И вот, наконец, все позади. Закончился бесконечный кошмар. Он еще долго будет царить в душе. Но разве это важно по сравнению с тем, что было в реальности? Я захожу во двор и первым делом спешу в глубокую тень. Там меня ждет богомол. Хочу рассказать ему…
Стена, яблоня, дорожка асфальта. Под кустом клубники зеленеет живая веточка. Огромная жирная богомолиха перекусила жвалами моего товарища и поедает его с головы. Ей надо кормить будущих детей. На это и пойдет энергия отца. Это жизнь. Понимаю. Только… почему мне так горько?
Александр Каа(15-01-2009)
«так что» — поэтому.
А если запятую на слово вперёд передвинуть?

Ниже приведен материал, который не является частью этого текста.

//! Collaborative session service.
//!
//! # Responsibility
//! - Own one client's project replica together with its registry, executor,
//!   echo cache, packet handler, event bus and outbound sink.
//! - Turn local edits into tree mutations, propagation runs and outbound packets.
//! - Apply inbound messages and report failures on the event bus.
//!
//! # Invariants
//! - A rejected local or inbound operation leaves the tree unchanged.
//! - Nothing is broadcast while an inbound packet is being applied.
//! - Local text edits are broadcast only when the echo cache sees a change.
//! - A malformed inbound message never stops later messages from applying.

use crate::engine::propagation::{propagate_from, PropagationError, PropagationReport};
use crate::extension::executor::FunctionExecutor;
use crate::extension::registry::FunctionRegistry;
use crate::model::cell::{Cell, CellId, CellKind};
use crate::model::project::Project;
use crate::sync::echo::EchoCache;
use crate::sync::events::{EventBus, SyncEvent, SyncEventKind};
use crate::sync::handler::{PacketError, PacketHandler, SyncTarget};
use crate::sync::packet::Packet;
use crate::sync::transport::PacketSink;
use crate::tree::{self, TreeError};
use log::{debug, info};
use std::error::Error;
use std::fmt::{Display, Formatter};
use tokio::sync::mpsc::UnboundedReceiver;

/// Local operation failures.
#[derive(Debug, Clone, PartialEq, Eq)]
pub enum SessionServiceError {
    /// Target cell or folder is missing, or the operation is out of bounds.
    Tree(TreeError),
}

impl Display for SessionServiceError {
    fn fmt(&self, f: &mut Formatter<'_>) -> std::fmt::Result {
        match self {
            Self::Tree(err) => write!(f, "{err}"),
        }
    }
}

impl Error for SessionServiceError {
    fn source(&self) -> Option<&(dyn Error + 'static)> {
        match self {
            Self::Tree(err) => Some(err),
        }
    }
}

impl From<TreeError> for SessionServiceError {
    fn from(value: TreeError) -> Self {
        Self::Tree(value)
    }
}

impl From<PropagationError> for SessionServiceError {
    fn from(value: PropagationError) -> Self {
        match value {
            PropagationError::CellNotFound(id) => Self::Tree(TreeError::CellNotFound(id)),
        }
    }
}

pub type SessionResult<T> = Result<T, SessionServiceError>;

/// One client's view of a shared project.
pub struct SessionService<S: PacketSink> {
    project: Project,
    registry: FunctionRegistry,
    executor: Box<dyn FunctionExecutor>,
    echo: EchoCache,
    handler: PacketHandler,
    bus: EventBus,
    sink: S,
}

impl<S: PacketSink> SessionService<S> {
    /// Creates a session over `project`; every existing cell counts as synced.
    pub fn new(
        project: Project,
        registry: FunctionRegistry,
        executor: Box<dyn FunctionExecutor>,
        sink: S,
    ) -> Self {
        let echo = EchoCache::from_project(&project);
        Self {
            project,
            registry,
            executor,
            echo,
            handler: PacketHandler::new(),
            bus: EventBus::new(),
            sink,
        }
    }

    pub fn project(&self) -> &Project {
        &self.project
    }

    pub fn sink(&self) -> &S {
        &self.sink
    }

    /// Whether an inbound packet is being applied right now.
    pub fn is_applying_inbound(&self) -> bool {
        self.handler.is_applying()
    }

    /// Registers an event subscriber.
    pub fn subscribe(
        &mut self,
        kind: SyncEventKind,
        subscriber: impl FnMut(&SyncEvent) + Send + 'static,
    ) {
        self.bus.subscribe(kind, subscriber);
    }

    /// Full-project packet for a newly joined peer.
    pub fn snapshot(&self) -> Packet {
        Packet::project_sync(self.project.clone())
    }

    /// Sends [`Self::snapshot`] to every peer.
    pub fn broadcast_snapshot(&mut self) {
        let packet = self.snapshot();
        self.emit(packet);
    }

    /// Re-runs propagation starting at `cell_id`.
    pub async fn propagate_from(&mut self, cell_id: CellId) -> SessionResult<PropagationReport> {
        let report =
            propagate_from(&mut self.project, cell_id, &self.registry, &*self.executor).await?;
        Ok(report)
    }

    /// Replaces the user-editable text of a cell.
    ///
    /// # Contract
    /// - Equations and folders re-propagate from the edited cell.
    /// - A `CellUpdate` is broadcast only when the echo cache sees a change.
    pub async fn edit_cell_text(
        &mut self,
        cell_id: CellId,
        text: impl Into<String>,
    ) -> SessionResult<()> {
        let cell = tree::find_by_id_mut(&mut self.project.cells, cell_id)
            .ok_or(TreeError::CellNotFound(cell_id))?;
        cell.set_editable_text(text);
        let kind = cell.kind();
        self.project.touch();

        if matches!(kind, CellKind::Equation | CellKind::Folder) {
            self.propagate_from(cell_id).await?;
        }

        let Some(cell) = tree::find_by_id(&self.project.cells, cell_id) else {
            return Err(TreeError::CellNotFound(cell_id).into());
        };
        match self.echo.observe(cell, self.handler.is_applying()) {
            Some(packet) => self.emit(packet),
            None => debug!(
                "event=cell_edit module=service status=skip cell_id={} reason=unchanged",
                cell_id
            ),
        }
        Ok(())
    }

    /// Inserts `cell` into the top level or a folder and broadcasts `CellCreate`.
    pub async fn insert_cell(
        &mut self,
        parent_cell_id: Option<CellId>,
        index: usize,
        cell: Cell,
    ) -> SessionResult<CellId> {
        if let Some(conflict) = tree::first_conflicting_id(&self.project.cells, &cell) {
            return Err(TreeError::DuplicateCellId(conflict).into());
        }
        let cell_id = cell.id();
        let is_equation = cell.kind() == CellKind::Equation;

        let siblings = tree::target_array_mut(&mut self.project.cells, parent_cell_id)?;
        tree::insert_at(siblings, index, cell)?;
        self.echo
            .record_subtree(std::slice::from_ref(&siblings[index]));
        self.project.touch();

        if is_equation {
            self.propagate_from(cell_id).await?;
        }
        if let Some(inserted) = tree::find_by_id(&self.project.cells, cell_id) {
            let packet = Packet::cell_create(inserted.clone(), index, parent_cell_id);
            self.emit(packet);
        }
        Ok(cell_id)
    }

    /// Moves a cell within its own array and broadcasts `CellMove`.
    pub async fn move_cell(&mut self, cell_id: CellId, to_index: usize) -> SessionResult<()> {
        let (siblings, from_index) = tree::siblings_mut(&mut self.project.cells, cell_id)
            .ok_or(TreeError::CellNotFound(cell_id))?;
        if to_index >= siblings.len() {
            return Err(TreeError::IndexOutOfBounds {
                index: to_index,
                len: siblings.len(),
            }
            .into());
        }

        let moved = siblings.remove(from_index);
        let is_equation = moved.kind() == CellKind::Equation;
        siblings.insert(to_index, moved);
        let restart_id = siblings[from_index.min(to_index)].id();
        self.project.touch();

        if is_equation {
            self.propagate_from(restart_id).await?;
        }
        self.emit(Packet::cell_move(cell_id, from_index, to_index));
        Ok(())
    }

    /// Deletes a cell (with its subtree) and broadcasts `CellDelete`.
    pub async fn delete_cell(&mut self, cell_id: CellId) -> SessionResult<()> {
        let parent_cell_id = tree::parent_id_of(&self.project.cells, cell_id)
            .ok_or(TreeError::CellNotFound(cell_id))?;
        let siblings = tree::target_array_mut(&mut self.project.cells, parent_cell_id)?;
        let (removed, index) = tree::remove_by_id(siblings, cell_id)?;
        let successor = siblings.get(index).map(Cell::id);
        self.echo.forget_subtree(&removed);
        self.project.touch();

        if removed.kind() == CellKind::Equation {
            if let Some(successor) = successor {
                self.propagate_from(successor).await?;
            }
        }
        self.emit(Packet::cell_delete(cell_id, parent_cell_id));
        Ok(())
    }

    /// Deletes the cell only when its editable text is empty.
    ///
    /// Returns whether the cell was deleted.
    pub async fn backspace(&mut self, cell_id: CellId) -> SessionResult<bool> {
        let cell = tree::find_by_id(&self.project.cells, cell_id)
            .ok_or(TreeError::CellNotFound(cell_id))?;
        if !cell.editable_text().is_empty() {
            return Ok(false);
        }
        self.delete_cell(cell_id).await?;
        Ok(true)
    }

    /// Decodes and applies one inbound message.
    ///
    /// Failures are published as `PacketRejected` and returned; the session
    /// stays usable for later messages.
    pub async fn handle_message(&mut self, message: &str) -> Result<SyncEvent, PacketError> {
        let packet = match Packet::decode(message) {
            Ok(packet) => packet,
            Err(err) => {
                let err = PacketError::from(err);
                self.bus.publish(&SyncEvent::PacketRejected {
                    packet_kind: None,
                    code: err.code(),
                    message: err.to_string(),
                });
                return Err(err);
            }
        };
        self.apply_packet(packet).await
    }

    /// Applies one decoded inbound packet.
    pub async fn apply_packet(&mut self, packet: Packet) -> Result<SyncEvent, PacketError> {
        let packet_kind = packet.kind();
        let mut target = SyncTarget {
            project: &mut self.project,
            echo: &mut self.echo,
            registry: &self.registry,
            executor: &*self.executor,
        };
        let result = self.handler.apply(packet, &mut target).await;
        match &result {
            Ok(event) => self.bus.publish(event),
            Err(err) => self.bus.publish(&SyncEvent::PacketRejected {
                packet_kind: Some(packet_kind),
                code: err.code(),
                message: err.to_string(),
            }),
        }
        result
    }

    /// Applies inbound messages until the channel closes.
    pub async fn run(&mut self, mut inbound: UnboundedReceiver<String>) {
        info!("event=session_run module=service status=start");
        let mut applied = 0usize;
        let mut rejected = 0usize;
        while let Some(message) = inbound.recv().await {
            match self.handle_message(&message).await {
                Ok(_) => applied += 1,
                Err(_) => rejected += 1,
            }
        }
        info!(
            "event=session_run module=service status=ok applied={} rejected={}",
            applied, rejected
        );
    }

    fn emit(&mut self, packet: Packet) {
        let packet_kind = packet.kind();
        self.sink.send(packet);
        self.bus.publish(&SyncEvent::PacketSent { packet_kind });
    }
}

#[cfg(test)]
mod tests {
    use super::{SessionService, SessionServiceError};
    use crate::extension::builtin::{builtin_registry, BuiltinExecutor};
    use crate::model::cell::Cell;
    use crate::model::project::Project;
    use crate::sync::packet::{Packet, PacketKind};
    use crate::sync::transport::PacketSink;
    use crate::tree::TreeError;
    use std::sync::{Arc, Mutex};

    #[derive(Default, Clone)]
    struct RecordingSink {
        sent: Arc<Mutex<Vec<Packet>>>,
    }

    impl PacketSink for RecordingSink {
        fn send(&self, packet: Packet) {
            self.sent.lock().unwrap().push(packet);
        }
    }

    fn session(cells: Vec<Cell>) -> (SessionService<RecordingSink>, RecordingSink) {
        let sink = RecordingSink::default();
        let service = SessionService::new(
            Project::new("test").with_cells(cells),
            builtin_registry().expect("builtin registry"),
            Box::new(BuiltinExecutor::new()),
            sink.clone(),
        );
        (service, sink)
    }

    #[tokio::test]
    async fn backspace_only_deletes_empty_cells() {
        let filled = Cell::note("keep");
        let empty = Cell::note("");
        let (mut service, sink) = session(vec![filled.clone(), empty.clone()]);

        assert!(!service.backspace(filled.id()).await.expect("backspace filled"));
        assert!(service.backspace(empty.id()).await.expect("backspace empty"));

        assert_eq!(service.project().cells.len(), 1);
        let sent = sink.sent.lock().unwrap();
        assert_eq!(sent.len(), 1);
        assert_eq!(sent[0].kind(), PacketKind::CellDelete);
    }

    #[tokio::test]
    async fn move_out_of_bounds_is_rejected_without_broadcast() {
        let first = Cell::equation("x=1");
        let (mut service, sink) = session(vec![first.clone(), Cell::equation("y=2")]);

        let err = service.move_cell(first.id(), 2).await.unwrap_err();
        assert_eq!(
            err,
            SessionServiceError::Tree(TreeError::IndexOutOfBounds { index: 2, len: 2 })
        );
        assert!(sink.sent.lock().unwrap().is_empty());
    }
}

«так, что»; разумеется, и само слово «так» можно синони-минировать: «до такой степени» или ещё как либо.
Не знаю, не могу сообразить и объяснить, но, мне кажется, ступенчатое разъяснение здесь излишне.
«Спрятался в самой глубокой тени: ее давали дом и яблоня, к тому же сквозняк».
К чему — к тому же? К тени? К дому? К яблоне? Получается, сквозняк даёт тень. Либо с пунктуацией не лады, либо необходимо перестроить предложение, а то и — разбить и дополнить.
«Нежно-зеленое» — красно-квадратное. Хотя… что-то слышал о нежных цветах.
«поддерживая» разговор» — а если подать сравнением, тем самым избежав так удручающе шевелящихся вокруг слова кавычек: например, «будто поддерживая разговор».
«Спотыкаюсь, подхватываюсь» — если с первым глаголом всё достаточно просто и ясно, со вторым же — беда.
«стольким еще надо помочь. Надо. Помочь» — этот приём мне понравился.
«черных остовов домов» — я бы понял скелетность зданий, если бы не сухое строительное «остовов». Может, просто: «домов». Или заменить «остовов». К тому же фонетически разболтано: «-ов-ов», почти как «-ав-ав»
«растягивается бесконечно долго» — долго растягивается? Или Вы имели в виду протяжённость, то есть на какой-то промежуток времени, даже если на бесконечный? Тогда — мысленно перечитайте.
«Третьи сутки без сна» — где-то я это слышал. Не суть, просто вспомнилось.
Конечно, у каждого автора есть своё(и) затасканное слово. В очередной раз наткнувшись на слово «бесконечный (и т.д и ё-п-р-с-т), я не мог не сказать об этом.
«Где-то я это уже слышал. Или говорил» — кроме иных находок, тоже хорошо.
«дорожка асфальта» — что-то здесь не то. Заасфальтированная дорожка — да, асфальтная — наверное. Но не с пылу же с жару просыпанная асфальтом (или чем-то иным) дорожка.
«Хочу рассказать ему…» — вялая недосказанность, вряд ли успокаивающая читателя. То есть рассказать можно и о финансовом кризисе; мало ли что может придти человеку в голову, когда человечность выходит из неё. Не слишком точечно и упреждающе.
О содержании или, как бы сказали сведущие люди, о сюжетной линии — молчу. Ко все прочему, не рассказ это вовсе. Миниатюра — да. Причём миниатюра — формально и жанрово. Но мне это нравится.
«жвалами» — честно сознаюсь, не знал — и, наверное, до сих пор не знаю этого слово.
Или в моей полосе не живут богомолы, или я больно-то не знаком с их внешним видом, но, помнится, только однажды я видел огромную (относительно кузнечика) зелёную тварь.
Конечно, местами я просто придирался, но, уж простите, я без этого — никуды, да.